» WHAT IS BEING ASKED
In the material below, find each line that contains the word "AlreadyExists" and copy it.

» DATA SHOWN
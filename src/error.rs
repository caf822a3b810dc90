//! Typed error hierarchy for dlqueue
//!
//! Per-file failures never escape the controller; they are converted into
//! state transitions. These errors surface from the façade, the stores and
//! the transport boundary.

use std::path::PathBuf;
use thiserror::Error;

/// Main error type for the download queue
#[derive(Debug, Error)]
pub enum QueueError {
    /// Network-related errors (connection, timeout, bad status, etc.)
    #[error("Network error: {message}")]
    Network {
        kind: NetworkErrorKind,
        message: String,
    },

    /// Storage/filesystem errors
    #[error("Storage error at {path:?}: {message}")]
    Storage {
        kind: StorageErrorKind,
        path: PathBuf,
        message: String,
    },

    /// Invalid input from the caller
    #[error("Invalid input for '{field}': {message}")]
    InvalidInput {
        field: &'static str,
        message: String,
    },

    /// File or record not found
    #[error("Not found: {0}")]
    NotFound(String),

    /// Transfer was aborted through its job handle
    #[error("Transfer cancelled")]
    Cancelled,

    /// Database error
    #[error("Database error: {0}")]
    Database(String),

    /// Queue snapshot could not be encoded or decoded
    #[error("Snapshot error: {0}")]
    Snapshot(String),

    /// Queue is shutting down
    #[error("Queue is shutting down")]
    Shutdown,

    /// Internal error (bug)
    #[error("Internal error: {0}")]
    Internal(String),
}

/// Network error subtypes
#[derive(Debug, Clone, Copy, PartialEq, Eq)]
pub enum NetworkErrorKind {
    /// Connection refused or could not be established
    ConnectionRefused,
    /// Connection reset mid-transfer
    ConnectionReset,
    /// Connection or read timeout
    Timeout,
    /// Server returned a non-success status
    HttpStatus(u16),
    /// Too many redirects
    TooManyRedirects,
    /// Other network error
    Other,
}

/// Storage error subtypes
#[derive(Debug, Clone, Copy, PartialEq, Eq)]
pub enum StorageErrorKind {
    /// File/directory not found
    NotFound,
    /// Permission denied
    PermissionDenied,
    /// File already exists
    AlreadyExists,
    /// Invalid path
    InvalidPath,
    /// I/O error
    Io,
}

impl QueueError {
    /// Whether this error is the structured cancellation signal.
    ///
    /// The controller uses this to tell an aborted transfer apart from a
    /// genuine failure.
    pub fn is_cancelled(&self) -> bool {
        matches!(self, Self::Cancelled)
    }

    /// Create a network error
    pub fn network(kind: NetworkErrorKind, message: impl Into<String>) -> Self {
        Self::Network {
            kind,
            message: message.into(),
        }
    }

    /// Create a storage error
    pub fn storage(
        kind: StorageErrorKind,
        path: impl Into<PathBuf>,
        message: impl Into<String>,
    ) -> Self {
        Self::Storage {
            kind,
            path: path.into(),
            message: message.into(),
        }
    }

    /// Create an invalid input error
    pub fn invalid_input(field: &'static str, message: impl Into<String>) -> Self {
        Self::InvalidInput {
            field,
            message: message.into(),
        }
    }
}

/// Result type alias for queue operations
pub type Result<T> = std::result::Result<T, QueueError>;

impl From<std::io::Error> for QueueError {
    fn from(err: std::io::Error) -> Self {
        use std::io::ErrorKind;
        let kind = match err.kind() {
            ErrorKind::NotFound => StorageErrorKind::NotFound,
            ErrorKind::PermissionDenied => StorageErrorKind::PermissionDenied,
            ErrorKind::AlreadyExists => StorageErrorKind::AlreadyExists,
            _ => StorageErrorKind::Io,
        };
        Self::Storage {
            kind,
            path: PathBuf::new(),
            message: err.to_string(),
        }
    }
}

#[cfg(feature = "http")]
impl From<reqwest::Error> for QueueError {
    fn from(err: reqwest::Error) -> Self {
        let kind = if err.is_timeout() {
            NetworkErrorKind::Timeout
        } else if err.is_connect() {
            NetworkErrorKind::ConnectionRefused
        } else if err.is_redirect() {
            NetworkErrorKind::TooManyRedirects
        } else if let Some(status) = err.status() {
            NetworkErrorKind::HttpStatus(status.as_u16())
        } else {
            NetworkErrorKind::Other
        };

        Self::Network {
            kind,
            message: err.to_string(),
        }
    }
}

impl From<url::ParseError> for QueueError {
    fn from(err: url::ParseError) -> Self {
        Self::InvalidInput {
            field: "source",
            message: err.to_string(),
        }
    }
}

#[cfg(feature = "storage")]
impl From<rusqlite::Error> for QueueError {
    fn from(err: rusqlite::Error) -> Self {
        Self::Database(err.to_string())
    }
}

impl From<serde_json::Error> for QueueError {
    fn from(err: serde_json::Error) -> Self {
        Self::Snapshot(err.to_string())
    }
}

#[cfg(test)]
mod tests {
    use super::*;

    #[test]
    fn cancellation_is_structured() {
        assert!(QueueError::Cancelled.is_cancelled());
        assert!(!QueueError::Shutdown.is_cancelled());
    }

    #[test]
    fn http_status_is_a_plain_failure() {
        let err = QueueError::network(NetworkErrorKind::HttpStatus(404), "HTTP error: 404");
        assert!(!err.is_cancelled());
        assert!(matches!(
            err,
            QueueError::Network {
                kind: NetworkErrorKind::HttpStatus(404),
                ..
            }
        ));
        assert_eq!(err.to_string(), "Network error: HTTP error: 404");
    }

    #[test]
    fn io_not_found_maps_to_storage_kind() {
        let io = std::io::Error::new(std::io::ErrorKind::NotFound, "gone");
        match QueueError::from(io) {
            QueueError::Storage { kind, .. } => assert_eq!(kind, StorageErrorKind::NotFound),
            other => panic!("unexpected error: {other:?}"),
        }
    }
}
==
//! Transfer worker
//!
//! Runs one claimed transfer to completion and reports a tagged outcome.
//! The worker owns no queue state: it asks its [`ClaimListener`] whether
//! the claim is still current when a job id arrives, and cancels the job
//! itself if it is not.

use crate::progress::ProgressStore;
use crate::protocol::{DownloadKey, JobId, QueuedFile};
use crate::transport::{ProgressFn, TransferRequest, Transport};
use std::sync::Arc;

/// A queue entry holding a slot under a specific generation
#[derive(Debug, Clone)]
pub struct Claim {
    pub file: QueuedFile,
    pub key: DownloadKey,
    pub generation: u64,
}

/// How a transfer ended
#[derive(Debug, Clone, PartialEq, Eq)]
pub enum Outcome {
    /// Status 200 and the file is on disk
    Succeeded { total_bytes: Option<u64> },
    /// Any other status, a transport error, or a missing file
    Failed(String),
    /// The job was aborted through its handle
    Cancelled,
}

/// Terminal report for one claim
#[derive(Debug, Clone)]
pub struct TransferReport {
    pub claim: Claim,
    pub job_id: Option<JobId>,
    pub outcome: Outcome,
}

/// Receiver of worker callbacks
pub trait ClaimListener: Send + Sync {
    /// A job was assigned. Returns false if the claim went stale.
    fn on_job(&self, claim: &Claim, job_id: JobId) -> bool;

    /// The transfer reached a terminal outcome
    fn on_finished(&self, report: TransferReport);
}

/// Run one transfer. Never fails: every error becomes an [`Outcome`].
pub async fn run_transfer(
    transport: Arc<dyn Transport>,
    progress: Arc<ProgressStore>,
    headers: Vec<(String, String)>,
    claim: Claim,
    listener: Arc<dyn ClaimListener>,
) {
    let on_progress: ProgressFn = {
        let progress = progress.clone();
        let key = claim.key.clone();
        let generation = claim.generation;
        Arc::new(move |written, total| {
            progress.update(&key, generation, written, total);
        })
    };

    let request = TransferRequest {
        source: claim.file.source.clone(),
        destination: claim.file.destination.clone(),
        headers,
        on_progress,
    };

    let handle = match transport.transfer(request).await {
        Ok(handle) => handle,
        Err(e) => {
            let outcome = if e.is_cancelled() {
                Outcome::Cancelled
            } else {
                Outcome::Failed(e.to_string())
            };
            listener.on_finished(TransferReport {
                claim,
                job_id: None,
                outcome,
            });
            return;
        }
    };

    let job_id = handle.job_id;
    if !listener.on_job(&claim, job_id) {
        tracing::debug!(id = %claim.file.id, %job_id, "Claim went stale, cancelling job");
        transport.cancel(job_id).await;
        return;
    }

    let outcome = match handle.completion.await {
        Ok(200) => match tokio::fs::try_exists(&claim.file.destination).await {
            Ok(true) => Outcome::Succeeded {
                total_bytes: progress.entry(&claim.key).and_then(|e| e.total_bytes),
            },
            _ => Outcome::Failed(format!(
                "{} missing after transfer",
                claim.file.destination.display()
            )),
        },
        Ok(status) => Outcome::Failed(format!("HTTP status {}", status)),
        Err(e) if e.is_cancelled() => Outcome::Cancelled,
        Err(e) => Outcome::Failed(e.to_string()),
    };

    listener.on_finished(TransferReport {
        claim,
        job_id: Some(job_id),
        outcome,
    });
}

» WRITTEN ANSWER
    AlreadyExists,
            ErrorKind::AlreadyExists => StorageErrorKind::AlreadyExists,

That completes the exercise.